START AVAILABLE DATA

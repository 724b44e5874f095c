use cumulus_calculation::{Calculation, CalculationEngine};
use cumulus_dimension::Dimension;
use cumulus_model::{Catalog, CatalogResolver, Process, Value};
use cumulus_relation::{
    DerivedRelation, ResolutionReport, TranslationReport, Translator, resolve_all,
};
use cumulus_units::{Unit, UnitRegistry};
use indexmap::IndexMap;
use serde::{Deserialize, Serialize};

use crate::{CumulusError, Document, Settings};

/// Runs a [`Document`] from group relations to written-back results.
#[derive(Debug, Clone)]
pub struct Pipeline {
    settings: Settings,
    units: UnitRegistry,
}

/// Everything produced by [`Pipeline::run`].
#[derive(Debug, Clone)]
pub struct Outcome {
    /// The catalog, with calculated flows and impacts on every process.
    pub catalog: Catalog,
    /// Micro relations and the group relations that failed to load or
    /// translate.
    pub translation: TranslationReport,
    /// Derived relations and the micro relations that failed to resolve.
    pub resolution: ResolutionReport,
    /// Matrices and diagnostics of the calculation.
    pub calculation: Calculation,
}

/// Calculated results of one process, keyed by flow and impact type name.
#[derive(Debug, Clone, PartialEq, Serialize, Deserialize)]
pub struct ProcessResult {
    /// Coordinate of the process.
    pub coordinate: Dimension,
    /// Unit of the process.
    pub unit: Unit,
    /// Cumulative elementary flows.
    pub flows: IndexMap<String, Value>,
    /// Impact scores.
    pub impacts: IndexMap<String, Value>,
}

impl Pipeline {
    /// A pipeline resolving units through `units`, extended by the units of
    /// each document it runs.
    pub fn new(settings: Settings, units: UnitRegistry) -> Self {
        Self { settings, units }
    }

    /// The settings this pipeline runs with.
    pub fn settings(&self) -> &Settings {
        &self.settings
    }

    /// Loads `document`, translates and resolves its relations, and runs
    /// the calculation.
    pub fn run(&self, document: &Document) -> Result<Outcome, CumulusError> {
        let mut units = self.units.clone();
        document.define_units(&mut units)?;

        let model = document.load()?;
        tracing::info!(
            groups = model.groups.len(),
            relations = model.relations.len(),
            unlinked = model.failures.len(),
            processes = model.catalog.process_count(),
            coefficients = model.catalog.coefficient_count(),
            "Loaded document"
        );

        let mut translation = Translator::new(&units).translate_all(&model.relations);
        let mut failures = model.failures;
        failures.append(&mut translation.failures);
        translation.failures = failures;
        tracing::info!(
            micro_relations = translation.relations.len(),
            failed = translation.failures.len(),
            "Translated relations"
        );

        let mut catalog = model.catalog;
        let resolution = {
            let mut resolver = CatalogResolver::new(&mut catalog, self.settings.resolution);
            resolve_all(&mut resolver, &translation.relations)
        };
        tracing::info!(
            derived_relations = resolution.relations.len(),
            failed = resolution.failures.len(),
            processes = catalog.process_count(),
            "Resolved relations"
        );

        let calculation = CalculationEngine::new(self.settings.calculation, &units)
            .run(&mut catalog, &resolution.relations)?;
        tracing::info!(
            iterations = calculation.iterations,
            converged = calculation.converged,
            issues = calculation.issues.len(),
            "Calculated cumulative flows"
        );

        Ok(Outcome {
            catalog,
            translation,
            resolution,
            calculation,
        })
    }
}

impl Outcome {
    /// Relations between concrete elements that went into the calculation.
    pub fn derived_relations(&self) -> &[DerivedRelation] {
        &self.resolution.relations
    }

    /// Whether every relation translated and resolved and nothing was
    /// skipped by the calculation.
    pub fn is_clean(&self) -> bool {
        self.translation.is_clean()
            && self.resolution.is_clean()
            && self.calculation.issues.is_empty()
    }

    /// Results of every process, in catalog order.
    pub fn results(&self) -> Vec<ProcessResult> {
        self.catalog
            .processes()
            .map(|(_, process)| self.result_of(process))
            .collect()
    }

    /// Results of the process at `coordinate`, in any unit.
    pub fn result(&self, coordinate: &Dimension) -> Option<ProcessResult> {
        self.catalog
            .processes()
            .find(|(_, process)| process.coordinate() == coordinate)
            .map(|(_, process)| self.result_of(process))
    }

    fn result_of(&self, process: &Process) -> ProcessResult {
        let flows = process
            .calculated_flows
            .iter()
            .filter_map(|(id, value)| {
                let flow = self.catalog.flow_type(*id)?;
                Some((flow.name.clone(), *value))
            })
            .collect();

        let impacts = process
            .calculated_impacts
            .iter()
            .filter_map(|(id, value)| {
                let impact = self.catalog.impact_type(*id)?;
                Some((impact.name.clone(), *value))
            })
            .collect();

        ProcessResult {
            coordinate: process.coordinate().clone(),
            unit: process.unit().clone(),
            flows,
            impacts,
        }
    }
}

END AVAILABLE DATA

Scan the entries above and copy each line where "TranslationReport" occurs.

* SOLVED EXERCISE *
    DerivedRelation, ResolutionReport, TranslationReport, Translator, resolve_all,
    pub translation: TranslationReport,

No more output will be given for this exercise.